Les plus vulnérables sont les endroits où il est physiquement le plus facile de procéder à un sabotage. En mer Baltique, des « navires fantômes » russes et chinois endommagent les câbles sous-marins en traînant leurs ancres sur les fonds marins. Après les premiers dommages dans cette zone, les États baltes ont renforcé la surveillance, également grâce aux satellites de l’OTAN. Aujourd’hui, le sabotage en mer Baltique est plus difficile, à cause du climat et de la profondeur.

Actuellement, le Moyen-Orient est la zone la plus exposée, et l’accroissement des menaces révèle les plus grandes faiblesses de notre infrastructure sous-marine stratégique. Les fonds marins du golfe Persique sont par endroits peu profonds, et un nombre considérable de câbles traversent la région pour rejoindre la Méditerranée. Ils constituent un « poumon stratégique » à l’échelle mondiale. Ces câbles sont très exposés et donc des cibles faciles pour ceux qui veulent les saboter, même sans technologie sous-marine avancée.

Comment l’Italie se prépare-t-elle face à cette menace ?

Le rôle géostratégique du « domaine maritime » a crû si rapidement avec les nouvelles technologies que toute perturbation – qu’elle concerne la libre circulation dans les passages stratégiques que sont les détroits, isthmes ou canaux, les fameux « goulets d’étranglement » (choke points) ; ou qu’elle touche le fonctionnement normal des infrastructures sous-marines de transport d’hydrocarbures, de câbles de communication ou de transmission d’énergie – peut avoir des effets immédiats et dévastateurs, à la fois mondiaux et durables, avec de graves conséquences économiques, politiques et sécuritaires.

L’Italie, avec plus de 8 000 kilomètres de côtes, est à la fois un pays continental et maritime, qui joue un rôle géostratégique central dans un contexte international de plus en plus instable. La guerre d’agression russe contre l’Ukraine, la politique de plus en plus agressive de la Chine et la fragmentation dans la zone méditerranéenne élargie ne sont que quelques-unes des principales sources de menace pour les intérêts et la sécurité italiens et européens, offrant aux puissances étrangères l’occasion d’interférer dans la politique italienne et européenne.

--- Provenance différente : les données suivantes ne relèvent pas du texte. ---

impl<'a, 'h> Posting<'a, 'h> {
    pub fn new(draft: &'a mut Draft<'h>) -> Self {
        Self { draft }
    }

    pub fn user_id(&self) -> UserId {
        self.draft.account().user_id()
    }

    pub fn balance(&self, pool: Pool) -> Amount {
        self.draft.account().balance(pool)
    }

    pub fn hold(&self, item_id: &str) -> Option<&Hold> {
        self.draft.account().hold(item_id)
    }

    pub fn referrer_id(&self) -> Option<UserId> {
        self.draft.account().referrer_id()
    }

    /// Committed entries of this account, oldest first
    pub fn history(&self) -> &'h [LedgerEntry] {
        self.draft.history()
    }

    /// Most recent committed entry matching `predicate`
    pub fn last_entry<P>(&self, predicate: P) -> Option<&'h LedgerEntry>
    where
        P: Fn(&LedgerEntry) -> bool,
    {
        self.history().iter().rev().find(|e| predicate(e))
    }

    // ============================================================
    // POOL PRIMITIVES
    // ============================================================

    /// Credit `spendable` or `topup`
    pub fn credit(&mut self, pool: Pool, amount: Amount, meta: EntryMeta) -> Result<(), LedgerError> {
        check_amount(amount)?;
        if !matches!(pool, Pool::Spendable | Pool::Topup) {
            return Err(LedgerError::InvalidTransition(format!(
                "credit to {} is not allowed",
                pool
            )));
        }
        self.credit_unchecked(pool, amount, meta)
    }

    /// Debit `spendable` or `topup`. `held` and `withdrawal_processing`
    /// are only debited when closing a hold or a withdrawal request.
    pub fn debit(&mut self, pool: Pool, amount: Amount, meta: EntryMeta) -> Result<(), LedgerError> {
        check_amount(amount)?;
        if !matches!(pool, Pool::Spendable | Pool::Topup) {
            return Err(LedgerError::InvalidTransition(format!(
                "debit from {} is not allowed",
                pool
            )));
        }
        self.debit_unchecked(pool, amount, meta)
    }

    // ============================================================
    // HOLDS
    // ============================================================

    /// Open a hold for `item_id`.
    ///
    /// Sale proceeds are credited into `held`; a purchase reservation moves
    /// funds `spendable -> held`.
    pub fn open_hold(
        &mut self,
        item_id: &str,
        amount: Amount,
        kind: HoldKind,
        meta: EntryMeta,
    ) -> Result<(), LedgerError> {
        check_amount(amount)?;
        if self.hold(item_id).is_some() {
            return Err(LedgerError::DuplicateHold {
                user_id: self.user_id(),
                item_id: item_id.to_string(),
            });
        }
        match kind {
            HoldKind::SaleProceeds => self.credit_unchecked(Pool::Held, amount, meta)?,
            HoldKind::PurchaseReserve => {
                self.move_unchecked(Pool::Spendable, Pool::Held, amount, meta)?
            }
        }
        self.draft.record(Effect::OpenHold {
            item_id: item_id.to_string(),
            hold: Hold { amount, kind },
        })
    }

    /// Close the hold and return its amount to `spendable`
    pub fn release_hold(&mut self, item_id: &str, meta: EntryMeta) -> Result<Hold, LedgerError> {
        let hold = self.take_hold(item_id)?;
        self.move_unchecked(Pool::Held, Pool::Spendable, hold.amount, meta)?;
        self.close_hold(item_id)?;
        Ok(hold)
    }

    /// Close the hold and remove its amount from the ledger
    pub fn consume_hold(&mut self, item_id: &str, meta: EntryMeta) -> Result<Hold, LedgerError> {
        let hold = self.take_hold(item_id)?;
        self.debit_unchecked(Pool::Held, hold.amount, meta)?;
        self.close_hold(item_id)?;
        Ok(hold)
    }

    fn take_hold(&self, item_id: &str) -> Result<Hold, LedgerError> {
        self.hold(item_id)
            .cloned()
            .ok_or_else(|| LedgerError::HoldNotFound {
                user_id: self.user_id(),
                item_id: item_id.to_string(),
            })
    }

    fn close_hold(&mut self, item_id: &str) -> Result<(), LedgerError> {
        self.draft.record(Effect::CloseHold {
            item_id: item_id.to_string(),
        })
    }

    // ============================================================
    // WITHDRAWALS
    // ============================================================

    /// Move `amount` `spendable -> withdrawal_processing` and open a
    /// request for it. Returns the request number.
    pub fn open_withdrawal(&mut self, amount: Amount) -> Result<u64, LedgerError> {
        check_amount(amount)?;
        let request = self.draft.account().withdrawals_requested();
        self.move_unchecked(
            Pool::Spendable,
            Pool::WithdrawalProcessing,
            amount,
            Operation::WithdrawalRequested.into(),
        )?;
        self.draft.record(Effect::OpenWithdrawal { amount })?;
        Ok(request)
    }

    /// Close the oldest open request of exactly `amount`.
    ///
    /// Returns the entry id of the request, which the settling entry links
    /// to.
    pub fn close_withdrawal(
        &mut self,
        amount: Amount,
        outcome: WithdrawalOutcome,
    ) -> Result<Option<EntryId>, LedgerError> {
        check_amount(amount)?;
        let request = self
            .draft
            .account()
            .withdrawals()
            .iter()
            .find(|&(_, &open)| open == amount)
            .map(|(&request, _)| request)
            .ok_or(LedgerError::WithdrawalNotFound {
                user_id: self.user_id(),
                amount,
            })?;
        let requested = self.request_entry(request);

        match outcome {
            WithdrawalOutcome::Paid => self.debit_unchecked(
                Pool::WithdrawalProcessing,
                amount,
                EntryMeta::new(Operation::WithdrawalPaid).related(requested),
            )?,
            WithdrawalOutcome::Returned => self.move_unchecked(
                Pool::WithdrawalProcessing,
                Pool::Spendable,
                amount,
                EntryMeta::new(Operation::WithdrawalReturned).related(requested),
            )?,
        }
        self.draft.record(Effect::CloseWithdrawal { request })?;
        Ok(requested)
    }

    /// Request entries are written only by `open_withdrawal`, one per
    /// request, so request `n` is the n-th of them.
    fn request_entry(&self, request: u64) -> Option<EntryId> {
        let index = usize::try_from(request).ok()?;
        self.history()
            .iter()
            .filter(|e| e.operation == Operation::WithdrawalRequested)
            .nth(index)
            .map(|e| e.entry_id)
    }

    // ============================================================
    // COUNTERS / REFERRAL STATE
    // ============================================================

    pub fn count_bought(&mut self) -> Result<(), LedgerError> {
        self.draft.record(Effect::CountBought)
    }

    pub fn count_sold(&mut self, item_id: &str) -> Result<(), LedgerError> {
        self.draft.record(Effect::CountSold {
            item_id: item_id.to_string(),
        })
    }

    pub fn add_referral(&mut self, user_id: UserId) -> Result<(), LedgerError> {
        self.draft.record(Effect::AddReferral { user_id })
    }

    pub fn add_referral_earnings(&mut self, amount: Amount) -> Result<(), LedgerError> {
        self.draft.record(Effect::AddReferralEarnings { amount })
    }

    /// Entry with no pool change
    pub fn memo(&mut self, amount: Amount, meta: EntryMeta) {
        self.push(EntryKind::Memo, amount, Vec::new(), meta);
    }

    // ============================================================
    // INTERNALS
    // ============================================================

    fn credit_unchecked(&mut self, pool: Pool, amount: Amount, meta: EntryMeta) -> Result<(), LedgerError> {
        let before = self.balance(pool);
        self.draft.record(Effect::Credit { pool, amount })?;
        let change = PoolChange {
            pool,
            before,
            after: self.balance(pool),
        };
        self.push(EntryKind::Credit, amount, vec![change], meta);
        Ok(())
    }

    fn debit_unchecked(&mut self, pool: Pool, amount: Amount, meta: EntryMeta) -> Result<(), LedgerError> {
        let before = self.balance(pool);
        self.draft.record(Effect::Debit { pool, amount })?;
        let change = PoolChange {
            pool,
            before,
            after: self.balance(pool),
        };
        self.push(EntryKind::Debit, amount, vec![change], meta);
        Ok(())
    }

    fn move_unchecked(
        &mut self,
        from: Pool,
        to: Pool,
        amount: Amount,
        meta: EntryMeta,
    ) -> Result<(), LedgerError> {
        let (from_before, to_before) = (self.balance(from), self.balance(to));
        self.draft.record(Effect::Move { from, to, amount })?;
        let changes = vec![
            PoolChange {
                pool: from,
                before: from_before,
                after: self.balance(from),
            },
            PoolChange {
                pool: to,
                before: to_before,
                after: self.balance(to),
            },
        ];
        self.push(EntryKind::Move, amount, changes, meta);
        Ok(())
    }

    fn push(&mut self, kind: EntryKind, amount: Amount, changes: Vec<PoolChange>, meta: EntryMeta) {
        self.draft.push_entry(DraftEntry {
            kind,
            operation: meta.operation,
            amount,
            changes,
            related_entry_id: meta.related_entry_id,
            item_id: meta.item_id,
            counterparty: meta.counterparty,
        });
    }
}
//! The set of config stores a service works with.
//!
//! Built once at startup from configuration and handed to the services,
//! so there is no process-wide lookup table.

use std::fmt;
use std::sync::Arc;

use crate::application::ports::ConfigStore;
use crate::domain::{RegistryKind, RelativePath};

/// A store bound to the file it manages.
#[derive(Clone)]
pub struct RegistryBinding {
    pub kind: RegistryKind,
    pub path: RelativePath,
    pub store: Arc<dyn ConfigStore>,
}

impl fmt::Debug for RegistryBinding {
    fn fmt(&self, f: &mut fmt::Formatter<'_>) -> fmt::Result {
        f.debug_struct("RegistryBinding")
            .field("kind", &self.kind)
            .field("path", &self.path)
            .finish_non_exhaustive()
    }
}

#[derive(Debug, Clone, Default)]
pub struct Registries {
    bindings: Vec<RegistryBinding>,
}

impl Registries {
    pub fn new() -> Self {
        Self::default()
    }

    /// Bind `store` to `path`. A later binding for the same kind replaces
    /// the earlier one.
    pub fn bind(mut self, path: RelativePath, store: Arc<dyn ConfigStore>) -> Self {
        let kind = store.kind();
        self.bindings.retain(|b| b.kind != kind);
        self.bindings.push(RegistryBinding { kind, path, store });
        self.bindings.sort_by_key(|b| b.kind);
        self
    }

    pub fn get(&self, kind: RegistryKind) -> Option<&RegistryBinding> {
        self.bindings.iter().find(|b| b.kind == kind)
    }

    pub fn iter(&self) -> impl Iterator<Item = &RegistryBinding> {
        self.bindings.iter()
    }

    pub fn is_empty(&self) -> bool {
        self.bindings.is_empty()
    }
}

Avec la récente création du centre national des opérations sous-marines, le gouvernement a franchi une première étape importante pour permettre à l’État italien d’exercer également son autorité dans le « domaine sous-marin » de la Méditerranée, tout en renforçant, développant et valorisant ses capacités et sa compétitivité dans le secteur sous-marin – un domaine où la marine italienne (civile et militaire), l’industrie et la technologie sont déjà de classe mondiale.

Le centre national sous-marin contribuera sans aucun doute à accroître les connaissances et la conscience de l’ensemble de l’écosystème sous-marin d’un point de vue hydrographique, océanographique, géophysique et biologique, en mettant particulièrement l’accent sur les effets de l’impact humain qui ont des conséquences de plus en plus importantes sur l’environnement, le climat, l’économie et la sécurité.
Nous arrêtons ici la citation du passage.